Coming Changes May Put Colleges In An Adapt-Or-Perish Situation

Education
Photo Credit: Unsplash

 Andrew Simon

When business owners investigate the future and see big changes coming that will impact their revenue stream, they adapt new strategies, or their businesses die.  Higher education in the United States now faces that same challenge as enrollments of the traditional 18 to 23-year-old students continue to decline.

“Higher education is headed for a major sea change and the only colleges and universities that will survive will be those that adapt aggressive strategies to address those changes now,” says Andrew Simon, a partner in Simon Associate Management Consultants (www.simonassociates.net). “The higher education model of the last 50 years is about to become obsolete.”

Simon, who has performed strategic work for higher learning institutions, says one of the major reasons for the coming realignment is the disconnect between schools and workplaces. 

“Colleges seem to have a built-in bias against the needs of industry,” says Simon.  ‘The college administrations and faculty of many institutions of higher learning appear to have a reluctance to understand what their students will need to succeed after they leave the university.

Employers say that  sending students out with the technical skills is not enough. Students entering the workforce need people skills. They need to communicate, coordinate, collaborate and creatively solve problems, says Simon. 

The demographics among traditional college age students suggest  that the demand for higher education has peaked. The next generation will have fewer college students, Simon says, and those that do go to college will  encounter escalating expenses.  Consequently, they are going to pay more attention to their return on investment.  “Work or career readiness” will be key.

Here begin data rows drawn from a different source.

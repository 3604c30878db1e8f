//! Face preferences
//!
//! Supplied by the host's preference store. Scene and theme may arrive as
//! names or numeric ids; anything unrecognised resolves to a fallback rather
//! than an error.

use serde::{Deserialize, Deserializer, Serialize};
use serde_json::Value;

use crate::error::Result;
use crate::sim::SceneKind;
use crate::style::ColorTheme;

/// Face settings/preferences
#[derive(Debug, Clone, Copy, PartialEq, Eq, Serialize, Deserialize)]
#[serde(default)]
pub struct Settings {
    /// Background scene
    #[serde(deserialize_with = "scene_or_static")]
    pub scene: SceneKind,
    /// Accent color theme
    #[serde(deserialize_with = "theme_or_white")]
    pub theme: ColorTheme,
    /// 24-hour time text
    pub use_24_hour: bool,
}

impl Default for Settings {
    fn default() -> Self {
        Self {
            scene: SceneKind::Static,
            theme: ColorTheme::Dynamic,
            use_24_hour: true,
        }
    }
}

impl Settings {
    pub fn new(scene: SceneKind, theme: ColorTheme) -> Self {
        Self {
            scene,
            theme,
            ..Self::default()
        }
    }

    /// Decode a preference payload; missing fields take their defaults
    pub fn from_json(json: &str) -> Result<Self> {
        let settings: Settings = serde_json::from_str(json)?;
        log::info!(
            "Loaded settings: scene={}, theme={}",
            settings.scene.as_str(),
            settings.theme.as_str()
        );
        Ok(settings)
    }

    pub fn to_json(&self) -> Result<String> {
        Ok(serde_json::to_string(self)?)
    }
}

fn scene_or_static<'de, D: Deserializer<'de>>(d: D) -> std::result::Result<SceneKind, D::Error> {
    let scene = match Value::deserialize(d)? {
        Value::String(s) => SceneKind::from_str(&s),
        Value::Number(n) => n.as_i64().map(SceneKind::from_id),
        _ => None,
    };
    Ok(scene.unwrap_or_else(|| {
        log::warn!("Unknown scene selection, using static");
        SceneKind::Static
    }))
}

fn theme_or_white<'de, D: Deserializer<'de>>(d: D) -> std::result::Result<ColorTheme, D::Error> {
    let theme = match Value::deserialize(d)? {
        Value::String(s) => ColorTheme::from_str(&s),
        Value::Number(n) => n.as_i64().map(ColorTheme::from_id),
        _ => None,
    };
    Ok(theme.unwrap_or_else(|| {
        log::warn!("Unknown color theme, using white");
        ColorTheme::White
    }))
}

#[cfg(test)]
mod tests {
    use super::*;

    #[test]
    fn test_defaults() {
        let s = Settings::default();
        assert_eq!(s.scene, SceneKind::Static);
        assert_eq!(s.theme, ColorTheme::Dynamic);
        assert_eq!(Settings::from_json("{}").unwrap(), s);
    }

    #[test]
    fn test_names_and_ids() {
        let s = Settings::from_json(r#"{"scene": "zen_garden", "theme": 2}"#).unwrap();
        assert_eq!(s.scene, SceneKind::ZenGarden);
        assert_eq!(s.theme, ColorTheme::SkyBlue);

        let s = Settings::from_json(r#"{"scene": 2, "theme": "orange", "use_24_hour": false}"#)
            .unwrap();
        assert_eq!(s.scene, SceneKind::FluidTouch);
        assert_eq!(s.theme, ColorTheme::Orange);
        assert!(!s.use_24_hour);
    }

    #[test]
    fn test_unknown_values_fall_back() {
        let s = Settings::from_json(r#"{"scene": "lava_lamp", "theme": "plaid"}"#).unwrap();
        assert_eq!(s.scene, SceneKind::Static);
        assert_eq!(s.theme, ColorTheme::White);

        let s = Settings::from_json(r#"{"scene": null, "theme": 17}"#).unwrap();
        assert_eq!(s.scene, SceneKind::Static);
        assert_eq!(s.theme, ColorTheme::White);
    }

    #[test]
    fn test_malformed_json_is_an_error() {
        assert!(Settings::from_json("{scene").is_err());
    }

    #[test]
    fn test_json_round_trip() {
        let s = Settings::new(SceneKind::FluidMotion, ColorTheme::Mint);
        assert_eq!(Settings::from_json(&s.to_json().unwrap()).unwrap(), s);
    }
}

Simon notes that these are the changes that the colleges of the future are going to have to face:

  • Adult learners will be the new key to survival. The need for lifelong learning will continue to increase while there will be a drop in the number of traditional students who enter college right after high school. Adult learners will need new (people) skills and new organizational models.
  • Women are outnumbering men. This trend will continue into the future.
  • There will be more Latinos and African Americans attending college.
  • Sacred norms will be challenged. Traditional colleges are going to have to re-examine their business model, their tenured faculty, their dependence on adjuncts, and the role of classrooms as the prefered method of delivery.  Other long held traditional beliefs will also be challenged.
  • Future students will examine more closely return on investment (ROI). As the costs of higher education continuing to rise, the ROI may not justify the expense unless something dramatic begins to transform that college experience, so it becomes more relevant for the needs of the workplace.

“In order to survive,” Simon says, “institutions of higher learning are going to have to become more integrated with employers because students will be more motivated to get an education that helps them be thoroughly prepared for their career.”